AIM OF THE EXERCISE - Transcribe the data exactly.

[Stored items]

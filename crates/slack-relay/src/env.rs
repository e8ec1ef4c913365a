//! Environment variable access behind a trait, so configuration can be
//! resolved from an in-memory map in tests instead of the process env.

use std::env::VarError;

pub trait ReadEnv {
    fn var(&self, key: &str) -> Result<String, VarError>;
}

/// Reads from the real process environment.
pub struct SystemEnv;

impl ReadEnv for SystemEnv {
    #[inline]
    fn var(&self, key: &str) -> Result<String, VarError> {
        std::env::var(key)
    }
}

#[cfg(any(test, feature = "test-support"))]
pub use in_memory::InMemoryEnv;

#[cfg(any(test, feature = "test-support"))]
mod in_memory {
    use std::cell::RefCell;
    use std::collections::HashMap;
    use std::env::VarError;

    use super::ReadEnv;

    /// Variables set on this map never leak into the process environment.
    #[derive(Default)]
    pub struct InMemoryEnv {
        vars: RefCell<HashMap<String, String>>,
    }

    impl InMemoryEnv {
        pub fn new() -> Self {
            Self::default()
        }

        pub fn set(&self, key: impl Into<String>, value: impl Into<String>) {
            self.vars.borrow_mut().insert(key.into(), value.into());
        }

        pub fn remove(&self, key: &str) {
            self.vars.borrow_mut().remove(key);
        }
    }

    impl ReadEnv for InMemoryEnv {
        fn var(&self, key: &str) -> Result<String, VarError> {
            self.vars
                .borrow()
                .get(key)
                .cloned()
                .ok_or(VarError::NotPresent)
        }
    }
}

YOUR SOLUTION -
filename crates/slack-relay/src/env.rs
repository e8ec1ef4c913365a
//! Environment variable access behind a trait, so configuration can be
//! resolved from an in-memory map in tests instead of the process env.

use std::env::VarError;

pub trait ReadEnv {
    fn var(&self, key: &str) -> Result<String, VarError>;
}

/// Reads from the real process environment.
pub struct SystemEnv;

impl ReadEnv for SystemEnv {
    #[inline]
    fn var(&self, key: &str) -> Result<String, VarError> {
        std::env::var(key)
    }
}

#[cfg(any(test, feature = "test-support"))]
pub use in_memory::InMemoryEnv;

#[cfg(any(test, feature = "test-support"))]
mod in_memory {
    use std::cell::RefCell;
    use std::collections::HashMap;
    use std::env::VarError;

    use super::ReadEnv;

    /// Variables set on this map never leak into the process environment.
    #[derive(Default)]
    pub struct InMemoryEnv {
        vars: RefCell<HashMap<String, String>>,
    }

    impl InMemoryEnv {
        pub fn new() -> Self {
            Self::default()
        }

        pub fn set(&self, key: impl Into<String>, value: impl Into<String>) {
            self.vars.borrow_mut().insert(key.into(), value.into());
        }

        pub fn remove(&self, key: &str) {
            self.vars.borrow_mut().remove(key);
        }
    }

    impl ReadEnv for InMemoryEnv {
        fn var(&self, key: &str) -> Result<String, VarError> {
            self.vars
                .borrow()
                .get(key)
                .cloned()
                .ok_or(VarError::NotPresent)
        }
    }
}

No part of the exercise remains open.